FAQ

Jak się ubrać na kajak?

Od nas dostajecie Państwo zawsze kamizelki ratunkowe (kapoki). O ile na pływanie po jeziorze można ubrać się w zasadzie dowolnie, tak na rzekę – zwłaszcza Marózkę lepiej ubrać jak najmniej.

Biorąc pod uwagę niską temperaturę powietrza na jezioro można ubrać się nawet w długie ciepłe spodnie i buty (najlepiej jak najmniej przemakalne) a na górę ciepłe bluzy, sweterki i kurtki. Kurtki najlepiej nieprzepuszczalne dla wiatru i wody. Ryzyko wpadnięcia do wody na jeziorze jest niewielkie.

Na rzece dużo łatwiej o wywrotkę, a także pamiętajmy, że czasem będziemy zmuszeni wysiąść z kajaka by przeprawić się przez przeszkodę (powalone drzewo, mielizna) lub obrócić kajak przodem do kierunku spływu. Jeśli jest chłodno na rzekę proponuję ubierać się ciepło od pasa w górę. Buty lekkie, szybko schnące i zapinane na nodze. Popularne „klapki” często zostają w mulistym dnie lub porywa je nurt. Jeśli jest słonecznie i ciepło to najlepszy jest po prostu strój kąpielowy. Na chłodne dni albo dla zmarźlaków polecam pianki.

Co zabrać na kajak a czego nie?

Tu zasada jest podobna jak ze strojem – im mniej tym lepiej. Aparaty fotograficzne najlepiej kopertówki, telefon komórkowy jeśli płynie więcej osób to brać jeden – wszystko koniecznie zabezpieczone w specjalnie zamykane torby wodonieprzepuszczalne! Uwaga na kluczyki samochodowe zwłaszcza te z elektroniką (piloty) – one nie lubią wody. Jak najmniej biżuterii i zegarków. Nie zabierać portfeli z dokumentami czy dużą gotówką. Można mieć w plecaku jakiś plaster lub tzw. skórę w sprayu na drobne skaleczenia. W domu wysmarować się kremami z filtrem. Wziąć coś kalorycznego do jedzenia i coś do picia (oczywiście bezalkoholowego).

Pamiętajmy, iż po przystankach biesiadnych powstaje najwięcej śmieci w lesie – wszystko czego sami nie strawimy zabieramy ze sobą.

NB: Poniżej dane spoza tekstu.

//! Pixel to bead-color quantization.

use crate::ConvertError;
use crate::raster::Raster;
use beadloom_core::grid::count_colors;
use beadloom_core::{BeadColor, BeadPalette, ColorId, Grid, MAX_GRID_DIMENSION, Rgb, nearest_palette_color};
use serde::{Deserialize, Serialize};
use std::collections::HashMap;
use std::thread::{self, JoinHandle};

/// How pixels are mapped onto palette colors.
#[derive(Debug, Clone, Copy, Default, PartialEq, Eq, Serialize, Deserialize)]
#[serde(rename_all = "kebab-case")]
pub enum Dithering {
    /// Each pixel independently.
    #[default]
    None,
    /// Error diffusion to the right and lower neighbours.
    FloydSteinberg,
}

/// Parameters for [`image_data_to_bead_grid`].
#[derive(Debug, Clone, PartialEq, Eq, Serialize, Deserialize)]
#[serde(rename_all = "camelCase")]
pub struct ConversionOptions {
    pub cols: usize,
    pub rows: usize,
    /// Upper bound on distinct colors. `None` or `Some(0)` means unlimited.
    #[serde(default)]
    pub max_colors: Option<usize>,
    #[serde(default)]
    pub dithering: Dithering,
    /// Largest accepted value for `cols` and `rows`.
    #[serde(default = "default_max_dimension")]
    pub max_dimension: usize,
}

fn default_max_dimension() -> usize {
    MAX_GRID_DIMENSION
}

impl ConversionOptions {
    pub fn new(cols: usize, rows: usize) -> Self {
        Self {
            cols,
            rows,
            max_colors: None,
            dithering: Dithering::None,
            max_dimension: MAX_GRID_DIMENSION,
        }
    }

    pub fn with_max_colors(mut self, max_colors: usize) -> Self {
        self.max_colors = Some(max_colors);
        self
    }

    pub fn with_dithering(mut self, dithering: Dithering) -> Self {
        self.dithering = dithering;
        self
    }

    pub fn with_max_dimension(mut self, max_dimension: usize) -> Self {
        self.max_dimension = max_dimension;
        self
    }

    /// Reject empty grids and grids past `max_dimension`.
    pub fn validate(&self) -> Result<(), ConvertError> {
        let in_range = |n: usize| (1..=self.max_dimension).contains(&n);
        if in_range(self.cols) && in_range(self.rows) {
            Ok(())
        } else {
            Err(ConvertError::TooLarge {
                cols: self.cols,
                rows: self.rows,
                max: self.max_dimension,
            })
        }
    }

    fn color_cap(&self) -> Option<usize> {
        self.max_colors.filter(|&n| n > 0)
    }
}

/// Result of a conversion.
#[derive(Debug, Clone, PartialEq, Eq)]
pub struct Conversion {
    pub grid: Grid,
    /// Distinct ids in the grid, in first-appearance order.
    pub used_color_ids: Vec<ColorId>,
}

/// Convert a raster sized exactly `cols` by `rows` into a bead grid.
pub fn image_data_to_bead_grid(
    raster: &Raster,
    palette: &BeadPalette,
    options: &ConversionOptions,
) -> Result<Conversion, ConvertError> {
    if palette.is_empty() {
        return Err(ConvertError::EmptyPalette);
    }
    raster.check_buffer()?;
    if raster.width != options.cols || raster.height != options.rows {
        return Err(ConvertError::InvalidDimensions {
            width: raster.width,
            height: raster.height,
            cols: options.cols,
            rows: options.rows,
        });
    }
    options.validate()?;

    let mapped = match options.dithering {
        Dithering::None => map_nearest(raster, &palette.colors)?,
        Dithering::FloydSteinberg => map_floyd_steinberg(raster, &palette.colors)?,
    };
    let grid = match options.color_cap() {
        Some(cap) => cap_colors(mapped, palette, cap),
        None => mapped,
    };
    let used_color_ids: Vec<ColorId> = count_colors(&grid).into_iter().map(|(id, _)| id).collect();

    log::info!(
        "Converted {}x{} raster to {} colors from palette {} ({:?})",
        raster.width,
        raster.height,
        used_color_ids.len(),
        palette.id,
        options.dithering
    );
    Ok(Conversion {
        grid,
        used_color_ids,
    })
}

/// Run [`image_data_to_bead_grid`] on a worker thread.
pub fn convert_in_background(
    raster: Raster,
    palette: BeadPalette,
    options: ConversionOptions,
) -> JoinHandle<Result<Conversion, ConvertError>> {
    thread::spawn(move || image_data_to_bead_grid(&raster, &palette, &options))
}

fn map_nearest(raster: &Raster, colors: &[BeadColor]) -> Result<Grid, ConvertError> {
    let mut grid = Vec::with_capacity(raster.height);
    for row in raster.data.chunks_exact(raster.width * 4) {
        let cells = row
            .chunks_exact(4)
            .map(|px| {
                let color = nearest_palette_color(Rgb::new(px[0], px[1], px[2]), colors)?;
                Ok(Some(color.id.clone()))
            })
            .collect::<Result<Vec<_>, ConvertError>>()?;
        grid.push(cells);
    }
    Ok(grid)
}

/// Nearest color to an accumulated value. The value may lie outside byte
/// range after diffusion and is searched as is.
fn nearest_f32<'a>(value: [f32; 3], colors: &'a [BeadColor]) -> Result<&'a BeadColor, ConvertError> {
    let mut best: Option<(&BeadColor, f32)> = None;
    for color in colors {
        let dr = value[0] - color.rgb.r as f32;
        let dg = value[1] - color.rgb.g as f32;
        let db = value[2] - color.rgb.b as f32;
        let dist = dr * dr + dg * dg + db * db;
        match best {
            Some((_, best_dist)) if dist >= best_dist => {}
            _ => best = Some((color, dist)),
        }
    }
    best.map(|(c, _)| c).ok_or(ConvertError::EmptyPalette)
}

fn map_floyd_steinberg(raster: &Raster, colors: &[BeadColor]) -> Result<Grid, ConvertError> {
    let (width, height) = (raster.width, raster.height);
    let mut buffer: Vec<[f32; 3]> = raster
        .data
        .chunks_exact(4)
        .map(|px| [px[0] as f32, px[1] as f32, px[2] as f32])
        .collect();

    let spread = |buffer: &mut Vec<[f32; 3]>, x: usize, dx: isize, y: usize, error: [f32; 3], weight: f32| {
        let Some(nx) = x.checked_add_signed(dx).filter(|&nx| nx < width) else {
            return;
        };
        if y >= height {
            return;
        }
        let target = &mut buffer[y * width + nx];
        for c in 0..3 {
            target[c] += error[c] * weight;
        }
    };

    let mut grid = Vec::with_capacity(height);
    for y in 0..height {
        let mut row = Vec::with_capacity(width);
        for x in 0..width {
            let value = buffer[y * width + x];
            let chosen = nearest_f32(value, colors)?;
            row.push(Some(chosen.id.clone()));

            let rgb = chosen.rgb;
            let error = [
                value[0] - rgb.r as f32,
                value[1] - rgb.g as f32,
                value[2] - rgb.b as f32,
            ];
            spread(&mut buffer, x, 1, y, error, 7.0 / 16.0);
            spread(&mut buffer, x, -1, y + 1, error, 3.0 / 16.0);
            spread(&mut buffer, x, 0, y + 1, error, 5.0 / 16.0);
            spread(&mut buffer, x, 1, y + 1, error, 1.0 / 16.0);
        }
        grid.push(row);
    }
    Ok(grid)
}

/// Keep the `cap` most used colors and remap the rest onto their nearest
/// kept color. Ties in usage keep first-appearance order.
fn cap_colors(grid: Grid, palette: &BeadPalette, cap: usize) -> Grid {
    let mut counts = count_colors(&grid);
    if counts.len() <= cap {
        return grid;
    }
    counts.sort_by(|a, b| b.1.cmp(&a.1));
    let (kept, dropped) = counts.split_at(cap);

    let kept_colors: Vec<BeadColor> = kept
        .iter()
        .filter_map(|(id, _)| palette.color(id).cloned())
        .collect();

    let mut replacements: HashMap<&str, ColorId> = HashMap::new();
    for (id, _) in dropped {
        let replacement = palette
            .color(id)
            .and_then(|color| nearest_palette_color(color.rgb, &kept_colors).ok());
        match replacement {
            Some(color) => {
                replacements.insert(id.as_str(), color.id.clone());
            }
            None => log::warn!("No replacement for color {}, keeping it", id),
        }
    }

    grid.iter()
        .map(|row| {
            row.iter()
                .map(|cell| match cell {
                    Some(id) => Some(replacements.get(id.as_str()).unwrap_or(id).clone()),
                    None => None,
                })
                .collect()
        })
        .collect()
}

Jak wrócimy po samochody na start?

Uczestnicy przyjeżdżają do naszej bazy kajakowej i stąd, wraz z kajakami, jedziemy na miejsce startu. Po zakończeniu spływu kajakarze dzwonią do nas z informacją, że zakończyli spływ, przyjeżdżamy i wracamy po pozostawione auta.

Jak płynąć po rzece?

Kajak, wbrew panującym opiniom, nie jest tak łatwo wywrócić jeśli oczywiście się tego nie chce. Zatem pamiętajmy o zachowaniu spokoju, nie wychylaniu się, nie chwytaniu gałęzi czy innych rzeczy przytwierdzonych do dna lub brzegu, nie wykonywaniu żadnych gwałtownych i nieprzewidywalnych ruchów.

Pamiętajmy, iż w kajaku zazwyczaj siedzimy w dwie osoby. Zła interpretacja fałszywego ruchu partnera może doprowadzić do wywrotki lub przynajmniej irytacji. A lądując w wodzie znajdziemy się tam razem z tym, z kim płyniemy w kajaku. Płynąc w zespole choćby już dwóch kajaków pamiętajmy o bezpiecznym odstępie od siebie w razie potrzeby zatrzymania się np. przed przeszkodą. Unikniemy wielu stłuczeń i bolesnych otarć jeśli nikt nas nie staranuje i jeśli my w kogoś nie wpłyniemy.

Pamiętajmy również o odpowiedzialności za lekkomyślnie zniszczony sprzęt. Wiosła służą do wiosłowania – w przód czy w tył – nie ma znaczenia. Nie wolno jednak traktować ich jako tyczek do odpychania się od dna czy skarp brzegu, a w szczególności do zahamowania kajaku!! Sam kajak waży 50 kg, dodajmy masę dwóch siedzących tam osób oraz siłę pędu z jaką się poruszamy i przeciwstawmy to wiosłu – to nie może skończyć się dobrze.

Do kajaka wsiadamy najlepiej z asekuracją drugiej osoby. Miejsce z przodu zajmuje osoba lżejsza, bądź ta, która ma zamiar odpoczywać i niezbyt męczyć się wiosłem. Miejsce z tyłu to cały silnik i ster kajaku. Tam siadają ludzie do przysłowiowej „roboty”.